(Records from a dataset)
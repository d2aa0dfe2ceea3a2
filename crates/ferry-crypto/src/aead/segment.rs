//! Segmented streaming encryption.
//!
//! A file payload is split into [`SEGMENT_SIZE`] plaintext segments, each
//! sealed independently with XChaCha20-Poly1305:
//!
//! ```text
//! sealed segment = nonce (24) || ciphertext (<= 64 KiB) || tag (16)
//! nonce          = 16 fresh random bytes || segment index (u64 LE)
//! aad            = header digest (32) || segment index (u64 LE) || last flag (u8)
//! ```
//!
//! Binding the index and the last flag into the AAD means a reordered,
//! dropped or truncated segment fails authentication. Every stream ends with
//! exactly one final-flagged segment, which may be empty.

use super::cipher::{CachedAeadCipher, NONCE_SIZE, Nonce, TAG_SIZE};
use crate::CryptoError;
use crate::exchange::{EncryptionHeader, RecipientKey, SessionKey};
use crate::random::random_16;
use std::io::{self, Read, Write};

/// Plaintext bytes per segment (64 KiB).
pub const SEGMENT_SIZE: usize = 64 * 1024;

/// Bytes a sealed segment adds on top of its plaintext.
pub const SEALED_SEGMENT_OVERHEAD: usize = NONCE_SIZE + TAG_SIZE;

const FULL_SEALED_SEGMENT: usize = SEGMENT_SIZE + SEALED_SEGMENT_OVERHEAD;

/// Sealed size of a stream carrying `plaintext_len` bytes, excluding the header.
#[must_use]
pub fn sealed_len(plaintext_len: u64) -> u64 {
    let segment = SEGMENT_SIZE as u64;
    let segments = plaintext_len.div_ceil(segment).max(1);
    plaintext_len + segments * SEALED_SEGMENT_OVERHEAD as u64
}

/// Per-session segment cipher.
///
/// Keeps independent encrypt and decrypt counters; a session only ever uses
/// one direction in practice.
pub struct SegmentCipher {
    cipher: CachedAeadCipher,
    header_digest: [u8; 32],
    next_encrypt: u64,
    next_decrypt: u64,
    encrypt_finished: bool,
    decrypt_finished: bool,
}

impl SegmentCipher {
    /// Create a cipher for one session key, bound to the header digest.
    #[must_use]
    pub fn new(key: &SessionKey, header_digest: &[u8; 32]) -> Self {
        Self {
            cipher: CachedAeadCipher::from_bytes(key.as_bytes()),
            header_digest: *header_digest,
            next_encrypt: 0,
            next_decrypt: 0,
            encrypt_finished: false,
            decrypt_finished: false,
        }
    }

    fn aad(&self, index: u64, last: bool) -> [u8; 41] {
        let mut aad = [0u8; 41];
        aad[..32].copy_from_slice(&self.header_digest);
        aad[32..40].copy_from_slice(&index.to_le_bytes());
        aad[40] = u8::from(last);
        aad
    }

    /// Seal the next segment.
    ///
    /// Returns the fresh nonce and `ciphertext || tag`.
    ///
    /// # Errors
    ///
    /// - `InvalidState` if the final segment was already sealed or the
    ///   plaintext exceeds [`SEGMENT_SIZE`]
    /// - `NonceExhausted` if the segment counter would wrap
    /// - `RandomFailed` / `EncryptionFailed` from the underlying primitives
    pub fn encrypt_segment(
        &mut self,
        plaintext: &[u8],
        last: bool,
    ) -> Result<(Nonce, Vec<u8>), CryptoError> {
        if self.encrypt_finished {
            return Err(CryptoError::InvalidState("final segment already sealed"));
        }
        if plaintext.len() > SEGMENT_SIZE {
            return Err(CryptoError::InvalidState("segment exceeds SEGMENT_SIZE"));
        }
        let index = self.next_encrypt;
        if index == u64::MAX {
            return Err(CryptoError::NonceExhausted);
        }

        let nonce = Nonce::from_counter(index, &random_16()?);
        let ciphertext = self
            .cipher
            .encrypt(&nonce, plaintext, &self.aad(index, last))?;

        self.next_encrypt += 1;
        self.encrypt_finished = last;
        Ok((nonce, ciphertext))
    }

    /// Open the next segment.
    ///
    /// No plaintext is returned unless the tag verifies.
    ///
    /// # Errors
    ///
    /// - `SegmentAuthentication` if the tag, index or last flag do not match
    /// - `InvalidState` if the final segment was already opened
    pub fn decrypt_segment(
        &mut self,
        nonce: &Nonce,
        ciphertext: &[u8],
        last: bool,
    ) -> Result<Vec<u8>, CryptoError> {
        if self.decrypt_finished {
            return Err(CryptoError::InvalidState("final segment already opened"));
        }
        let index = self.next_decrypt;
        if nonce.counter() != index {
            return Err(CryptoError::SegmentAuthentication { index });
        }

        let plaintext = self
            .cipher
            .decrypt(nonce, ciphertext, &self.aad(index, last))
            .map_err(|_| CryptoError::SegmentAuthentication { index })?;

        self.next_decrypt += 1;
        self.decrypt_finished = last;
        Ok(plaintext)
    }

    /// Whether `ciphertext` would open as a non-final segment at the current index.
    ///
    /// Used to tell a truncated stream apart from a corrupted one.
    fn opens_as_intermediate(&self, nonce: &Nonce, ciphertext: &[u8]) -> bool {
        let index = self.next_decrypt;
        nonce.counter() == index
            && self
                .cipher
                .decrypt(nonce, ciphertext, &self.aad(index, false))
                .is_ok()
    }

    /// Number of segments sealed so far.
    #[must_use]
    pub fn segments_sealed(&self) -> u64 {
        self.next_encrypt
    }

    /// Number of segments opened so far.
    #[must_use]
    pub fn segments_opened(&self) -> u64 {
        self.next_decrypt
    }
}

/// Streaming writer producing `header || segment*`.
///
/// Plaintext is buffered until a full segment is available; a full buffer is
/// only sealed once more data arrives, so [`SegmentWriter::finish`] can always
/// flag the last segment.
pub struct SegmentWriter<W: Write> {
    inner: W,
    cipher: SegmentCipher,
    buffer: Vec<u8>,
    bytes_written: u64,
}

impl<W: Write> SegmentWriter<W> {
    /// Write the header to `inner` and prepare to seal segments under `key`.
    ///
    /// # Errors
    ///
    /// Returns `CryptoError::Io` if the header cannot be written.
    pub fn new(mut inner: W, header: &EncryptionHeader, key: &SessionKey) -> Result<Self, CryptoError> {
        header.write_to(&mut inner)?;
        Ok(Self {
            inner,
            cipher: SegmentCipher::new(key, &header.digest()),
            buffer: Vec::with_capacity(SEGMENT_SIZE * 2),
            bytes_written: EncryptionHeader::SIZE as u64,
        })
    }

    /// Append plaintext, sealing every segment that is known not to be last.
    ///
    /// # Errors
    ///
    /// Propagates sealing and I/O errors.
    pub fn update(&mut self, data: &[u8]) -> Result<(), CryptoError> {
        self.buffer.extend_from_slice(data);
        while self.buffer.len() > SEGMENT_SIZE {
            let segment: Vec<u8> = self.buffer.drain(..SEGMENT_SIZE).collect();
            self.seal(&segment, false)?;
        }
        Ok(())
    }

    fn seal(&mut self, segment: &[u8], last: bool) -> Result<(), CryptoError> {
        let (nonce, ciphertext) = self.cipher.encrypt_segment(segment, last)?;
        self.inner.write_all(nonce.as_bytes())?;
        self.inner.write_all(&ciphertext)?;
        self.bytes_written += (NONCE_SIZE + ciphertext.len()) as u64;
        Ok(())
    }

    /// Seal the final segment and return the inner writer.
    ///
    /// An empty stream still produces one (empty) final segment.
    ///
    /// # Errors
    ///
    /// Propagates sealing and I/O errors.
    pub fn finish(mut self) -> Result<W, CryptoError> {
        let remaining = std::mem::take(&mut self.buffer);
        self.seal(&remaining, true)?;
        self.inner.flush()?;
        Ok(self.inner)
    }

    /// Total bytes written to the inner writer, header included.
    #[must_use]
    pub fn bytes_written(&self) -> u64 {
        self.bytes_written
    }

    /// Segments sealed so far.
    #[must_use]
    pub fn segments_written(&self) -> u64 {
        self.cipher.segments_sealed()
    }
}

impl<W: Write> Write for SegmentWriter<W> {
    fn write(&mut self, buf: &[u8]) -> io::Result<usize> {
        self.update(buf).map_err(io::Error::other)?;
        Ok(buf.len())
    }

    fn flush(&mut self) -> io::Result<()> {
        self.inner.flush()
    }
}

/// Streaming reader opening segments sequentially.
///
/// Holds one raw segment of look-ahead so it knows which segment is final.
/// [`Read`] errors carry the [`CryptoError`] as their inner error.
pub struct SegmentReader<R: Read> {
    inner: R,
    cipher: SegmentCipher,
    lookahead: Option<Vec<u8>>,
    plaintext: Vec<u8>,
    position: usize,
    finished: bool,
}

impl<R: Read> SegmentReader<R> {
    /// Read the header from `inner` and open it with the recipient key.
    ///
    /// # Errors
    ///
    /// Returns header parsing or key-exchange errors.
    pub fn open(mut inner: R, recipient: &RecipientKey) -> Result<(Self, EncryptionHeader), CryptoError> {
        let header = EncryptionHeader::read_from(&mut inner)?;
        let key = recipient.open_header(&header)?;
        Ok((Self::new(inner, &header, &key), header))
    }

    /// Create a reader positioned just after an already-read header.
    #[must_use]
    pub fn new(inner: R, header: &EncryptionHeader, key: &SessionKey) -> Self {
        Self {
            inner,
            cipher: SegmentCipher::new(key, &header.digest()),
            lookahead: None,
            plaintext: Vec::new(),
            position: 0,
            finished: false,
        }
    }

    fn read_raw(&mut self) -> Result<Vec<u8>, CryptoError> {
        let mut raw = Vec::with_capacity(FULL_SEALED_SEGMENT);
        (&mut self.inner)
            .take(FULL_SEALED_SEGMENT as u64)
            .read_to_end(&mut raw)?;
        Ok(raw)
    }

    /// Open the next segment, or `None` after the final one.
    ///
    /// # Errors
    ///
    /// - `Truncated` if the stream ends before a final-flagged segment
    /// - `SegmentAuthentication` if a segment fails verification
    pub fn next_segment(&mut self) -> Result<Option<Vec<u8>>, CryptoError> {
        if self.finished {
            return Ok(None);
        }

        let raw = match self.lookahead.take() {
            Some(raw) => raw,
            None => self.read_raw()?,
        };
        let segments = self.cipher.segments_opened();
        if raw.is_empty() {
            return Err(CryptoError::Truncated { segments });
        }
        if raw.len() < SEALED_SEGMENT_OVERHEAD {
            return Err(CryptoError::SegmentAuthentication { index: segments });
        }

        let last = if raw.len() < FULL_SEALED_SEGMENT {
            true
        } else {
            let next = self.read_raw()?;
            let last = next.is_empty();
            if !last {
                self.lookahead = Some(next);
            }
            last
        };

        let (nonce_bytes, ciphertext) = raw.split_at(NONCE_SIZE);
        let nonce = Nonce::from_slice(nonce_bytes)
            .ok_or(CryptoError::SegmentAuthentication { index: segments })?;

        match self.cipher.decrypt_segment(&nonce, ciphertext, last) {
            Ok(plaintext) => {
                self.finished = last;
                Ok(Some(plaintext))
            }
            Err(_) if last && self.cipher.opens_as_intermediate(&nonce, ciphertext) => {
                Err(CryptoError::Truncated {
                    segments: segments + 1,
                })
            }
            Err(err) => Err(err),
        }
    }

    /// Segments opened so far.
    #[must_use]
    pub fn segments_read(&self) -> u64 {
        self.cipher.segments_opened()
    }

    /// Whether the final segment has been opened.
    #[must_use]
    pub fn is_finished(&self) -> bool {
        self.finished
    }
}

impl<R: Read> Read for SegmentReader<R> {
    fn read(&mut self, buf: &mut [u8]) -> io::Result<usize> {
        while self.position == self.plaintext.len() {
            match self.next_segment().map_err(io::Error::other)? {
                Some(plaintext) => {
                    self.plaintext = plaintext;
                    self.position = 0;
                }
                None => return Ok(0),
            }
        }

        let n = buf.len().min(self.plaintext.len() - self.position);
        buf[..n].copy_from_slice(&self.plaintext[self.position..self.position + n]);
        self.position += n;
        Ok(n)
    }
}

**Task instructions**
Up to and including the line with "let mut aad = [0u8; 41];", output each line of the entries above exactly, starting from the first.

**Exercise answer**
repository d2aa0dfe2ceea3a2
filename crates/ferry-crypto/src/aead/segment.rs
//! Segmented streaming encryption.
//!
//! A file payload is split into [`SEGMENT_SIZE`] plaintext segments, each
//! sealed independently with XChaCha20-Poly1305:
//!
//! ```text
//! sealed segment = nonce (24) || ciphertext (<= 64 KiB) || tag (16)
//! nonce          = 16 fresh random bytes || segment index (u64 LE)
//! aad            = header digest (32) || segment index (u64 LE) || last flag (u8)
//! ```
//!
//! Binding the index and the last flag into the AAD means a reordered,
//! dropped or truncated segment fails authentication. Every stream ends with
//! exactly one final-flagged segment, which may be empty.

use super::cipher::{CachedAeadCipher, NONCE_SIZE, Nonce, TAG_SIZE};
use crate::CryptoError;
use crate::exchange::{EncryptionHeader, RecipientKey, SessionKey};
use crate::random::random_16;
use std::io::{self, Read, Write};

/// Plaintext bytes per segment (64 KiB).
pub const SEGMENT_SIZE: usize = 64 * 1024;

/// Bytes a sealed segment adds on top of its plaintext.
pub const SEALED_SEGMENT_OVERHEAD: usize = NONCE_SIZE + TAG_SIZE;

const FULL_SEALED_SEGMENT: usize = SEGMENT_SIZE + SEALED_SEGMENT_OVERHEAD;

/// Sealed size of a stream carrying `plaintext_len` bytes, excluding the header.
#[must_use]
pub fn sealed_len(plaintext_len: u64) -> u64 {
    let segment = SEGMENT_SIZE as u64;
    let segments = plaintext_len.div_ceil(segment).max(1);
    plaintext_len + segments * SEALED_SEGMENT_OVERHEAD as u64
}

/// Per-session segment cipher.
///
/// Keeps independent encrypt and decrypt counters; a session only ever uses
/// one direction in practice.
pub struct SegmentCipher {
    cipher: CachedAeadCipher,
    header_digest: [u8; 32],
    next_encrypt: u64,
    next_decrypt: u64,
    encrypt_finished: bool,
    decrypt_finished: bool,
}

impl SegmentCipher {
    /// Create a cipher for one session key, bound to the header digest.
    #[must_use]
    pub fn new(key: &SessionKey, header_digest: &[u8; 32]) -> Self {
        Self {
            cipher: CachedAeadCipher::from_bytes(key.as_bytes()),
            header_digest: *header_digest,
            next_encrypt: 0,
            next_decrypt: 0,
            encrypt_finished: false,
            decrypt_finished: false,
        }
    }

    fn aad(&self, index: u64, last: bool) -> [u8; 41] {
        let mut aad = [0u8; 41];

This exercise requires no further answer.